Auteur de la fiche Corinne Lamarche - SupAgro Florac
Licence de la fiche Creative Commons BY-SA
Idées développées par l'auteur dans le domaine de la coopération dans ce livre, cette conférence

Nous sommes "programmés" pour coopérer

Le comportement coopératif de l'homme est du, en partie, à son évolution génétique. Il est lié au degré d'apparentée et aux attentes identitaires.
Selon la théorie de l'évolution, nous aurions, au fil des siècles, développé des comportements altruistes, vis à vis de notre groupe de parentèle et d'appartenance.

Coopération fermée

L'altruisme évolue dans un groupe si celui-ci est en compétition avec d'autres groupes. Plusieurs expériences ont montré une propension à la coopération fermée au sein des groupes de parentèles et d'appartenance. L'enfant va plutôt partager avec les membres de son groupe proche et va se méfier des autres groupes. L'aspect cognitif et émotionnel jouant un rôle important (imitation, langage, croyance, imagination). L'ethnologie nous montre le fait de groupes renforçant leur solidarité face à d'autres, pour garder leurs biens matériels, voire immatériels. Dans de nombreuses langues, les terme utilisé pour le "Nous" et le "Eux" rend vraiment compte d'une distinction linguistique mais aussi comportementale entre "Son" propre groupe, et le groupe des "Autres". A travers l'histoire, et même de nos jours, nous nous affirmons en opposition par rapport aux autres; notre identité se construit en s'opposant à l'autre, et il en va de même pour les groupes. La coopération fermée renforce les liens au sein du groupe d'appartenance, permet un ancrage identitaire fort, valorise les réputations, peut se développer grâce la compétition.

Coopération ouverte

Cependant, la spécificité de l'Homo sapiens, au contraire de Néandertal, a été d'élaborer des formes de coopération de plus en plus ouvertes, à s'intégrer dans de larges réseaux. L'homme, selon les situations, a une inclination à la coopération ouverte. Nous coopérons plus facilement avec des gens qui eux-mêmes coopèrent, et en les observant, nous savons si ce sont de bons coopérateurs. Nous pourrions dire de certains comportements coopératifs qu'ils relèvent d'un "altruisme compétitif", tels que l'action de donner à des oeuvres caritatives. Cela pourrait être interprété comme une recherche de valorisation de soi, d'accroissement de la réputation pour être choisit à son tour par le groupe. Mais que dire de situation où l'individu va sauver une vie au risque de perdre sa propre vie? Il n'est pas dans une situation d'altruisme compétitif.
Quels sont donc les facteurs qui nous poussent à coopérer au sein de la parentèle ou avec d'autres groupes plus élargis?
La coopération ouverte permet l'accueil de nouvelles personnes et donc de nouvelles connaissances, de nouveaux savoir faire, augmente son exposition au doute (condition nécessaire pour l'innovation).

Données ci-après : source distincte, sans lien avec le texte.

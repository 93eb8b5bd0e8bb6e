use crate::variation::{Limits, LimitsError};
use anyhow::{bail, Context};
use serde::Deserialize;
use std::time::Duration;
use url::Url;

fn default_database_path() -> String {
    String::from("variant_bot.db")
}

fn default_webhook_port() -> u16 {
    3000
}

fn default_variations() -> usize {
    50
}

fn default_max_variations() -> usize {
    500
}

fn default_flip_probability() -> f64 {
    0.5
}

fn default_max_attempts() -> usize {
    20_000
}

fn default_generate_timeout_ms() -> u64 {
    2_000
}

fn default_max_templates_per_user() -> usize {
    20
}

fn default_page_size() -> usize {
    10
}

fn default_broadcast_delay_ms() -> u64 {
    50
}

/// Runtime settings read from the environment. The bot token is not part of
/// it: teloxide picks `TELOXIDE_TOKEN` up by itself.
#[derive(Debug, Clone, Deserialize)]
pub struct Config {
    pub admin_id: u64,
    #[serde(default = "default_database_path")]
    pub database_path: String,
    #[serde(default)]
    pub webhook_url: Option<String>,
    #[serde(default = "default_webhook_port")]
    pub webhook_port: u16,
    #[serde(default = "default_variations")]
    pub default_variations: usize,
    #[serde(default = "default_max_variations")]
    pub max_variations: usize,
    #[serde(default = "default_flip_probability")]
    pub flip_probability: f64,
    #[serde(default = "default_max_attempts")]
    pub max_attempts: usize,
    #[serde(default = "default_generate_timeout_ms")]
    pub generate_timeout_ms: u64,
    #[serde(default = "default_max_templates_per_user")]
    pub max_templates_per_user: usize,
    #[serde(default = "default_page_size")]
    pub page_size: usize,
    #[serde(default = "default_broadcast_delay_ms")]
    pub broadcast_delay_ms: u64,
}

#[derive(Debug, Clone, PartialEq, Eq)]
pub enum Mode {
    Polling,
    Webhook(Url),
}

impl Config {
    pub fn from_env() -> anyhow::Result<Self> {
        if let Err(e) = dotenvy::dotenv() {
            log::debug!("no .env file loaded: {}", e);
        }
        let config: Config = envy::from_env().context("failed to read configuration")?;
        config.check()?;
        Ok(config)
    }

    pub fn check(&self) -> anyhow::Result<()> {
        if self.max_variations == 0 {
            bail!("MAX_VARIATIONS must be positive");
        }
        if self.default_variations == 0 || self.default_variations > self.max_variations {
            bail!(
                "DEFAULT_VARIATIONS must be between 1 and MAX_VARIATIONS ({}), got {}",
                self.max_variations,
                self.default_variations
            );
        }
        if self.page_size == 0 {
            bail!("PAGE_SIZE must be positive");
        }
        if self.max_templates_per_user == 0 {
            bail!("MAX_TEMPLATES_PER_USER must be positive");
        }
        self.limits(self.default_variations)
            .context("invalid generation settings")?;
        self.mode()?;
        Ok(())
    }

    pub fn mode(&self) -> anyhow::Result<Mode> {
        match &self.webhook_url {
            None => Ok(Mode::Polling),
            Some(raw) => {
                let url = Url::parse(raw).with_context(|| format!("bad WEBHOOK_URL {raw:?}"))?;
                if url.scheme() != "https" {
                    bail!("WEBHOOK_URL must use https, got {}", url.scheme());
                }
                Ok(Mode::Webhook(url))
            }
        }
    }

    pub fn limits(&self, target: usize) -> Result<Limits, LimitsError> {
        if target > self.max_variations {
            return Err(LimitsError::TargetTooLarge {
                requested: target,
                max: self.max_variations,
            });
        }
        let limits = Limits {
            target,
            flip_probability: self.flip_probability,
            max_attempts: self.max_attempts,
            timeout: Duration::from_millis(self.generate_timeout_ms),
        };
        limits.validate()?;
        Ok(limits)
    }

    pub fn broadcast_delay(&self) -> Duration {
        Duration::from_millis(self.broadcast_delay_ms)
    }

    pub fn is_admin(&self, user_id: u64) -> bool {
        user_id == self.admin_id
    }
}

#[cfg(test)]
pub(crate) fn test_config() -> Config {
    envy::from_iter([(String::from("ADMIN_ID"), String::from("42"))])
        .expect("minimal config deserializes")
}

#[cfg(test)]
mod tests {
    use super::*;

    fn config_from(vars: &[(&str, &str)]) -> anyhow::Result<Config> {
        let config: Config = envy::from_iter(
            vars.iter()
                .map(|(k, v)| (k.to_string(), v.to_string())),
        )?;
        config.check()?;
        Ok(config)
    }

    #[test]
    fn defaults_apply() {
        let config = config_from(&[("ADMIN_ID", "7")]).unwrap();
        assert_eq!(config.admin_id, 7);
        assert_eq!(config.database_path, "variant_bot.db");
        assert_eq!(config.max_variations, 500);
        assert_eq!(config.default_variations, 50);
        assert_eq!(config.mode().unwrap(), Mode::Polling);
        assert!(config.is_admin(7));
        assert!(!config.is_admin(8));
    }

    #[test]
    fn admin_id_is_required() {
        assert!(config_from(&[]).is_err());
    }

    #[test]
    fn webhook_url_selects_webhook_mode() {
        let config = config_from(&[
            ("ADMIN_ID", "1"),
            ("WEBHOOK_URL", "https://bot.example.org/hook"),
        ])
        .unwrap();
        match config.mode().unwrap() {
            Mode::Webhook(url) => assert_eq!(url.path(), "/hook"),
            Mode::Polling => panic!("expected webhook mode"),
        }
    }

    #[test]
    fn rejects_inconsistent_settings() {
        assert!(config_from(&[("ADMIN_ID", "1"), ("WEBHOOK_URL", "http://plain.example")]).is_err());
        assert!(config_from(&[("ADMIN_ID", "1"), ("WEBHOOK_URL", "not a url")]).is_err());
        assert!(config_from(&[("ADMIN_ID", "1"), ("DEFAULT_VARIATIONS", "600")]).is_err());
        assert!(config_from(&[("ADMIN_ID", "1"), ("FLIP_PROBABILITY", "1.5")]).is_err());
        assert!(config_from(&[("ADMIN_ID", "1"), ("PAGE_SIZE", "0")]).is_err());
    }

    #[test]
    fn limits_are_capped() {
        let config = test_config();
        let limits = config.limits(100).unwrap();
        assert_eq!(limits.target, 100);
        assert_eq!(limits.timeout, Duration::from_secs(2));
        assert_eq!(
            config.limits(501),
            Err(LimitsError::TargetTooLarge {
                requested: 501,
                max: 500
            })
        );
    }
}
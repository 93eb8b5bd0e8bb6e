//! Look-alike variations of a text.
//!
//! A variation is the template with some Cyrillic letters swapped for the
//! Latin letters that render the same. Generation is randomized: every
//! attempt flips each replaceable letter independently and keeps the result
//! only if it has not been seen yet.

use lazy_static::lazy_static;
use rand::Rng;
use std::collections::{HashMap, HashSet};
use std::time::{Duration, Instant};
use thiserror::Error;

lazy_static! {
    pub static ref SUBSTITUTIONS: HashMap<char, char> = [
        ('а', 'a'),
        ('с', 'c'),
        ('о', 'o'),
        ('р', 'p'),
        ('е', 'e'),
        ('х', 'x'),
        ('у', 'y'),
        ('А', 'A'),
        ('С', 'C'),
        ('О', 'O'),
        ('Р', 'P'),
        ('Е', 'E'),
        ('Х', 'X'),
        ('У', 'Y'),
    ]
    .into_iter()
    .collect();
    pub static ref REVERSE_SUBSTITUTIONS: HashMap<char, char> =
        SUBSTITUTIONS.iter().map(|(&from, &to)| (to, from)).collect();
}

pub fn substitute(c: char) -> Option<char> {
    SUBSTITUTIONS.get(&c).copied()
}

pub fn replaceable_count(text: &str) -> usize {
    text.chars().filter(|c| SUBSTITUTIONS.contains_key(c)).count()
}

/// Distinct variations `text` admits, the template itself excluded.
pub fn capacity(text: &str) -> u64 {
    match replaceable_count(text) {
        k if k >= 64 => u64::MAX,
        k => (1u64 << k) - 1,
    }
}

#[derive(Debug, Clone, Copy, PartialEq)]
pub struct Limits {
    pub target: usize,
    pub flip_probability: f64,
    pub max_attempts: usize,
    pub timeout: Duration,
}

impl Default for Limits {
    fn default() -> Self {
        Limits {
            target: 50,
            flip_probability: 0.5,
            max_attempts: 20_000,
            timeout: Duration::from_secs(2),
        }
    }
}

#[derive(Debug, Error, PartialEq)]
pub enum LimitsError {
    #[error("the number of variations must be at least 1")]
    ZeroTarget,
    #[error("at most {max} variations can be requested, got {requested}")]
    TargetTooLarge { requested: usize, max: usize },
    #[error("flip probability must be in (0, 1], got {0}")]
    Probability(f64),
    #[error("the attempt budget must be at least 1")]
    ZeroAttempts,
}

impl Limits {
    pub fn validate(&self) -> Result<(), LimitsError> {
        if self.target == 0 {
            return Err(LimitsError::ZeroTarget);
        }
        if !(self.flip_probability > 0.0 && self.flip_probability <= 1.0) {
            return Err(LimitsError::Probability(self.flip_probability));
        }
        if self.max_attempts == 0 {
            return Err(LimitsError::ZeroAttempts);
        }
        Ok(())
    }
}

#[derive(Debug, Clone, Copy, PartialEq, Eq)]
pub enum StopReason {
    TargetReached,
    /// Every distinct variation of the template has been produced.
    SpaceExhausted,
    AttemptsExhausted,
    TimedOut,
}

impl std::fmt::Display for StopReason {
    fn fmt(&self, f: &mut std::fmt::Formatter<'_>) -> std::fmt::Result {
        let s = match self {
            StopReason::TargetReached => "target reached",
            StopReason::SpaceExhausted => "no more distinct variations",
            StopReason::AttemptsExhausted => "attempt budget spent",
            StopReason::TimedOut => "time budget spent",
        };
        f.write_str(s)
    }
}

#[derive(Debug, Clone)]
pub struct Outcome {
    pub variations: Vec<String>,
    pub attempts: usize,
    pub elapsed: Duration,
    pub stop_reason: StopReason,
}

fn candidate<R: Rng + ?Sized>(template: &str, p: f64, rng: &mut R) -> String {
    template
        .chars()
        .map(|c| match substitute(c) {
            Some(latin) if rng.gen_bool(p) => latin,
            _ => c,
        })
        .collect()
}

pub fn generate<R: Rng + ?Sized>(
    template: &str,
    limits: &Limits,
    rng: &mut R,
) -> Result<Outcome, LimitsError> {
    limits.validate()?;

    let started = Instant::now();
    let capacity = capacity(template);
    let (goal, bound_by_capacity) = match u64::try_from(limits.target) {
        Ok(target) if target > capacity => (capacity as usize, true),
        _ => (limits.target, false),
    };

    let mut seen: HashSet<String> = HashSet::with_capacity(goal + 1);
    seen.insert(template.to_owned());
    let mut variations = Vec::with_capacity(goal);
    let mut attempts = 0;

    let stop_reason = loop {
        if variations.len() >= goal {
            break if bound_by_capacity {
                StopReason::SpaceExhausted
            } else {
                StopReason::TargetReached
            };
        }
        if attempts >= limits.max_attempts {
            break StopReason::AttemptsExhausted;
        }
        if started.elapsed() >= limits.timeout {
            break StopReason::TimedOut;
        }

        attempts += 1;
        let variation = candidate(template, limits.flip_probability, rng);
        if seen.insert(variation.clone()) {
            variations.push(variation);
        }
    };

    Ok(Outcome {
        variations,
        attempts,
        elapsed: started.elapsed(),
        stop_reason,
    })
}

#[cfg(test)]
mod tests {
    use super::*;
    use rand::{rngs::StdRng, SeedableRng};

    fn rng() -> StdRng {
        StdRng::seed_from_u64(7)
    }

    fn restore(text: &str) -> String {
        text.chars()
            .map(|c| REVERSE_SUBSTITUTIONS.get(&c).copied().unwrap_or(c))
            .collect()
    }

    #[test]
    fn counts_replaceable_letters() {
        assert_eq!(replaceable_count("Привет"), 2);
        assert_eq!(replaceable_count("hello"), 0);
        assert_eq!(capacity("Привет"), 3);
        assert_eq!(capacity("hello"), 0);
        assert_eq!(capacity(&"о".repeat(80)), u64::MAX);
    }

    #[test]
    fn variations_are_unique_and_never_the_template() {
        let template = "Скоро выходные, собираемся на озеро";
        let limits = Limits {
            target: 100,
            ..Limits::default()
        };
        let outcome = generate(template, &limits, &mut rng()).unwrap();

        assert_eq!(outcome.stop_reason, StopReason::TargetReached);
        assert_eq!(outcome.variations.len(), 100);
        let unique: HashSet<_> = outcome.variations.iter().collect();
        assert_eq!(unique.len(), 100);
        assert!(outcome.variations.iter().all(|v| v != template));
    }

    #[test]
    fn variations_map_back_to_template() {
        let template = "Сегодня хорошая погода";
        let outcome = generate(template, &Limits::default(), &mut rng()).unwrap();
        for variation in &outcome.variations {
            assert_eq!(restore(variation), template);
            assert_eq!(variation.chars().count(), template.chars().count());
        }
    }

    #[test]
    fn stops_when_space_is_exhausted() {
        // "сор" has three replaceable letters: seven variations at most.
        let limits = Limits {
            target: 50,
            ..Limits::default()
        };
        let outcome = generate("сор", &limits, &mut rng()).unwrap();
        assert_eq!(outcome.stop_reason, StopReason::SpaceExhausted);
        assert_eq!(outcome.variations.len(), 7);
    }

    #[test]
    fn nothing_to_replace_makes_no_attempts() {
        let outcome = generate("plain ascii", &Limits::default(), &mut rng()).unwrap();
        assert_eq!(outcome.stop_reason, StopReason::SpaceExhausted);
        assert_eq!(outcome.attempts, 0);
        assert!(outcome.variations.is_empty());
    }

    #[test]
    fn respects_attempt_budget() {
        let limits = Limits {
            target: 500,
            max_attempts: 10,
            ..Limits::default()
        };
        let outcome = generate(&"о".repeat(30), &limits, &mut rng()).unwrap();
        assert_eq!(outcome.stop_reason, StopReason::AttemptsExhausted);
        assert_eq!(outcome.attempts, 10);
        assert!(outcome.variations.len() <= 10);
    }

    #[test]
    fn respects_time_budget() {
        let limits = Limits {
            target: 500,
            timeout: Duration::ZERO,
            ..Limits::default()
        };
        let outcome = generate(&"о".repeat(30), &limits, &mut rng()).unwrap();
        assert_eq!(outcome.stop_reason, StopReason::TimedOut);
        assert_eq!(outcome.attempts, 0);
    }

    #[test]
    fn certain_flip_yields_single_variation() {
        let limits = Limits {
            target: 5,
            flip_probability: 1.0,
            max_attempts: 20,
            ..Limits::default()
        };
        let outcome = generate("Рост", &limits, &mut rng()).unwrap();
        assert_eq!(outcome.variations, vec!["Pocт".to_string()]);
        assert_eq!(outcome.stop_reason, StopReason::AttemptsExhausted);
    }

    #[test]
    fn rejects_bad_limits() {
        let zero = Limits {
            target: 0,
            ..Limits::default()
        };
        assert_eq!(
            generate("а", &zero, &mut rng()).unwrap_err(),
            LimitsError::ZeroTarget
        );

        let never = Limits {
            flip_probability: 0.0,
            ..Limits::default()
        };
        assert_eq!(
            generate("а", &never, &mut rng()).unwrap_err(),
            LimitsError::Probability(0.0)
        );

        let no_attempts = Limits {
            max_attempts: 0,
            ..Limits::default()
        };
        assert_eq!(no_attempts.validate(), Err(LimitsError::ZeroAttempts));
    }
}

Les variables pour la promotion d'une coopération ouverte

Tout d'abord quels sont les bénéfices induits par une coopération ouverte? A travers l'histoire et par expérience, il est démontré l'accumulation culturelle et l'apport d'innovation dû à des facteurs géographiques, écologiques, démographiques, linguistiques. L'ouverture aux autres, à une diversité de manières de faire et de penser, ainsi que la taille du groupe influe sur la capacité d'adaptation et à une certaine stabilité politique.
Trois autres variables sont importantes pour comprendre "les bases évolutionnaires de la coopération humaine et de la manière dont celles-ci sont culturellement modulées":
  • Les sanctions. Elles auront un effet positif si il existe, conjointement, des normes prosociales puissantes, une légitimité des acteurs et la confiance dans les dispositifs institutionnels.
  • La notion d'identité collective au sens de créer du lien, de faire partie d'un "Nous"; la coopération est liée aux motivations et aux émotions sociales, et non pas à des motivations instrumentales et à un objectif utilitariste.
  • Le pouvoir politique, bien qu'il y ait des risques; c'est une affaire de choix moral et d'assumer de passer d'un "Nous" exclusif à un "Nous" inclusif, de tendre vers un processus agrégatif de toujours plus de complexité et de diversité sociales.

Coopération fermée et coopération ouverte s'expriment de manière simultanées, et chacune présentent des avantages et des inconvénients. Pour répondre aux attentes identitaires de chacun, il faudrait d'abord mettre en avant la nécessité de comportements coopératifs. "Au principe "Identifiez-vous, puis coopérez", on opposerait alors un tout autre principe "Coopérez, puis vous vous identifierez".
Présentation rapide de l'auteur de l'ouvrage Joël Candau : Professeur au Département de Sociologie-Ethnologie de l'Université de Nice-Sophia Antipolis. Il est membre élu au Conseil National des Universités, membre de la section "Anthropologie sociale, ethnologie et langues régionales" du Comité des Travaux Historiques et Scientifiques, CTHS (2006-), membre de la Société d'Ethnologie Française, membre du Comité de rédaction de la revue Le monde alpin et rhodanien, expert pour l'AERES et directeur du Laboratoire d'Anthropologie et de Sociologie "Mémoire, Identité et Cognition sociale" (LASMIC, EA 3179).
Référence bibliographique Dussaux Maryvonne, « «Pourquoi coopérer», Terrain, n° 58, 2012 » [en ligne], Lectures (2012), disponible sur , (consulté le 4 février 2014).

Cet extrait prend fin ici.